> _EXERCISE DETAILS_: From the records below, copy out each line that has the word "exit".
[[ DATA SHOWN, beginning ]]
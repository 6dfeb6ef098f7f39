use std::env;
use std::fs;
use std::path::PathBuf;

use anyhow::{bail, Context, Result};
use chartsmith_contracts::{ChartSpec, Dataset, ResultCache};
use chartsmith_engine::render::{DEFAULT_HEIGHT, DEFAULT_WIDTH};
use chartsmith_engine::{
    recommend_kpis, refine, synthesize_dashboard, Analyzer, ChatCompletionsClient, ClientConfig,
    Exporter, ScriptSource, TokenTracker, VegaLiteRenderer, DEFAULT_MODEL,
};
use clap::{Parser, Subcommand};
use serde_json::{json, Value};
use tracing_subscriber::EnvFilter;

#[derive(Debug, Parser)]
#[command(name = "chartsmith", version, about = "Problem-to-chart assistant")]
struct Cli {
    #[command(subcommand)]
    command: Command,
}

#[derive(Debug, Subcommand)]
enum Command {
    /// Recommend, render, and export charts for a question about a CSV.
    Analyze(AnalyzeArgs),
    /// Print the inferred structure of a CSV without calling the model.
    Profile(ProfileArgs),
    /// Re-render previously saved chart specifications.
    Export(ExportArgs),
    /// Delete every cached recommendation.
    ClearCache(ClearCacheArgs),
}

#[derive(Debug, Parser)]
struct AnalyzeArgs {
    /// CSV file to analyze.
    #[arg(long)]
    data: PathBuf,
    /// The question the charts should answer.
    #[arg(long)]
    question: String,
    #[arg(long, default_value = "exports")]
    out: PathBuf,
    #[arg(long, default_value = "cache")]
    cache_dir: PathBuf,
    /// Skip the cache for this run entirely.
    #[arg(long)]
    no_cache: bool,
    /// Ignore any cached result and ask the model again.
    #[arg(long)]
    refresh: bool,
    /// Use the longer prompt with the full sample preview.
    #[arg(long)]
    detailed: bool,
    #[arg(long, default_value = DEFAULT_MODEL)]
    model: String,
    #[arg(long)]
    api_base: Option<String>,
    #[arg(long, default_value_t = DEFAULT_WIDTH)]
    width: u32,
    #[arg(long, default_value_t = DEFAULT_HEIGHT)]
    height: u32,
    /// Reference Vega scripts next to the exported page instead of a CDN.
    #[arg(long)]
    local_scripts: bool,
    /// Also synthesize a dashboard document from the recommendations.
    #[arg(long)]
    dashboard: bool,
    /// Run a refinement pass over the chart at this index (0-based).
    #[arg(long)]
    refine: Option<usize>,
    /// Report estimated token usage and cost.
    #[arg(long)]
    track_tokens: bool,
}

#[derive(Debug, Parser)]
struct ProfileArgs {
    #[arg(long)]
    data: PathBuf,
    /// Include KPI suggestions grouped by theme.
    #[arg(long)]
    kpis: bool,
}

#[derive(Debug, Parser)]
struct ExportArgs {
    #[arg(long)]
    data: PathBuf,
    /// Manifest of chart specifications written by a previous analyze run.
    #[arg(long)]
    specs: PathBuf,
    #[arg(long, default_value = "exports")]
    out: PathBuf,
    #[arg(long, default_value_t = DEFAULT_WIDTH)]
    width: u32,
    #[arg(long, default_value_t = DEFAULT_HEIGHT)]
    height: u32,
    #[arg(long)]
    local_scripts: bool,
}

#[derive(Debug, Parser)]
struct ClearCacheArgs {
    #[arg(long, default_value = "cache")]
    cache_dir: PathBuf,
}

fn main() {
    match run() {
        Ok(code) => std::process::exit(code),
        Err(err) => {
            eprintln!("chartsmith error: {err:#}");
            std::process::exit(1);
        }
    }
}

fn run() -> Result<i32> {
    tracing_subscriber::fmt()
        .with_env_filter(EnvFilter::from_default_env())
        .with_writer(std::io::stderr)
        .init();

    let cli = Cli::parse();
    match cli.command {
        Command::Analyze(args) => run_analyze(args),
        Command::Profile(args) => {
            run_profile(args)?;
            Ok(0)
        }
        Command::Export(args) => {
            run_export(args)?;
            Ok(0)
        }
        Command::ClearCache(args) => {
            let removed = ResultCache::new(args.cache_dir).clear();
            println!("removed {removed} cached entries");
            Ok(0)
        }
    }
}

fn run_analyze(args: AnalyzeArgs) -> Result<i32> {
    let api_key = env::var("GROQ_API_KEY")
        .context("GROQ_API_KEY is not set; export it before running analyze")?;
    let dataset = Dataset::from_csv_path(&args.data)
        .with_context(|| format!("failed to load {}", args.data.display()))?;

    let mut config = ClientConfig::new(api_key).with_model(&args.model);
    if let Some(api_base) = &args.api_base {
        config = config.with_api_base(api_base);
    }
    let client = ChatCompletionsClient::new(config);

    let mut tracker = args.track_tokens.then(|| TokenTracker::new(&args.model));
    let mut analyzer = Analyzer::new(client).with_detailed_prompt(args.detailed);
    if !args.no_cache {
        analyzer = analyzer.with_cache(ResultCache::new(&args.cache_dir));
    }

    let analysis = analyzer.analyze(&args.question, &dataset, args.refresh)?;
    if let Some(insight) = analysis.raw.analysis() {
        println!("Analysis: {insight}");
    }
    if analysis.from_cache {
        println!("(served from cache)");
    }
    if analysis.degraded {
        println!("The model response could not be mapped onto chart specifications.");
        return Ok(1);
    }

    let renderer = VegaLiteRenderer::new(args.width, args.height);
    let (charts, failures) = renderer.render_all(&dataset, &analysis.specs);

    let scripts = if args.local_scripts {
        ScriptSource::Local
    } else {
        ScriptSource::Cdn
    };
    let exporter = Exporter::new(&args.out).with_scripts(scripts);
    for chart in &charts {
        let path = exporter.export_html(chart)?;
        exporter.export_json(chart)?;
        println!("  {} -> {}", chart.title, path.display());
    }
    for (index, err) in &failures {
        let title = analysis
            .specs
            .get(*index)
            .map(|spec| spec.title.as_str())
            .unwrap_or("chart");
        eprintln!("  {title} skipped: {err}");
    }
    exporter.export_document("specs", &serde_json::to_value(&analysis.specs)?)?;

    for (index, spec) in analysis.specs.iter().enumerate() {
        println!("{}. {} [{}]", index + 1, spec.title, spec.kind.as_str());
        println!("   {}", spec.rationale);
    }

    if let Some(index) = args.refine {
        let spec = analysis
            .specs
            .get(index)
            .with_context(|| format!("no chart at index {index}"))?;
        let refined = refine(analyzer.provider(), &dataset, spec);
        exporter.export_document(
            &format!("refined_{index}"),
            &json!({"spec": refined.spec, "style": Value::Object(refined.style)}),
        )?;
        println!("Refined chart {index} ({}).", spec.title);
    }

    if args.dashboard {
        let dashboard =
            synthesize_dashboard(analyzer.provider(), &args.question, &dataset, &analysis.specs);
        exporter.export_document("dashboard", &Value::Object(dashboard))?;
        println!("Dashboard specification written.");
    }

    if let Some(tracker) = &mut tracker {
        // Counts are re-estimated from the texts we already hold; the
        // provider does not report usage through this path.
        let prompt_side = args.question.clone() + &dataset.sample_preview(3);
        let response_side = serde_json::to_string(&analysis.raw)?;
        let usage = tracker.track_request(&prompt_side, &response_side);
        println!(
            "Tokens: ~{} (est. ${:.6})",
            usage.total_tokens, usage.estimated_cost
        );
    }

    if charts.is_empty() && !analysis.specs.is_empty() {
        // Everything the model proposed failed to render.
        return Ok(1);
    }
    Ok(0)
}

fn run_profile(args: ProfileArgs) -> Result<()> {
    let dataset = Dataset::from_csv_path(&args.data)
        .with_context(|| format!("failed to load {}", args.data.display()))?;
    let stats = dataset.statistics();
    println!("{}", serde_json::to_string_pretty(&stats)?);
    println!();
    println!("Sample:");
    println!("{}", dataset.sample_preview(5));

    if args.kpis {
        println!();
        println!("Suggested KPIs:");
        for (section, items) in recommend_kpis(&dataset) {
            println!("  {section}:");
            for item in items {
                println!("    - {item}");
            }
        }
    }
    Ok(())
}

fn run_export(args: ExportArgs) -> Result<()> {
    let dataset = Dataset::from_csv_path(&args.data)
        .with_context(|| format!("failed to load {}", args.data.display()))?;
    let manifest = fs::read_to_string(&args.specs)
        .with_context(|| format!("failed to read {}", args.specs.display()))?;
    let specs: Vec<ChartSpec> = serde_json::from_str(&manifest)
        .with_context(|| format!("{} is not a chart manifest", args.specs.display()))?;
    if specs.is_empty() {
        bail!("{} contains no chart specifications", args.specs.display());
    }

    let renderer = VegaLiteRenderer::new(args.width, args.height);
    let (charts, failures) = renderer.render_all(&dataset, &specs);
    let scripts = if args.local_scripts {
        ScriptSource::Local
    } else {
        ScriptSource::Cdn
    };
    let exporter = Exporter::new(&args.out).with_scripts(scripts);
    for chart in &charts {
        let path = exporter.export_html(chart)?;
        println!("  {} -> {}", chart.title, path.display());
    }
    for (index, err) in &failures {
        let title = specs
            .get(*index)
            .map(|spec| spec.title.as_str())
            .unwrap_or("chart");
        eprintln!("  {title} skipped: {err}");
    }
    Ok(())
}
[[ DATA SHOWN, end ]]
> _RESPONSE BELOW_:
        Ok(code) => std::process::exit(code),
            std::process::exit(1);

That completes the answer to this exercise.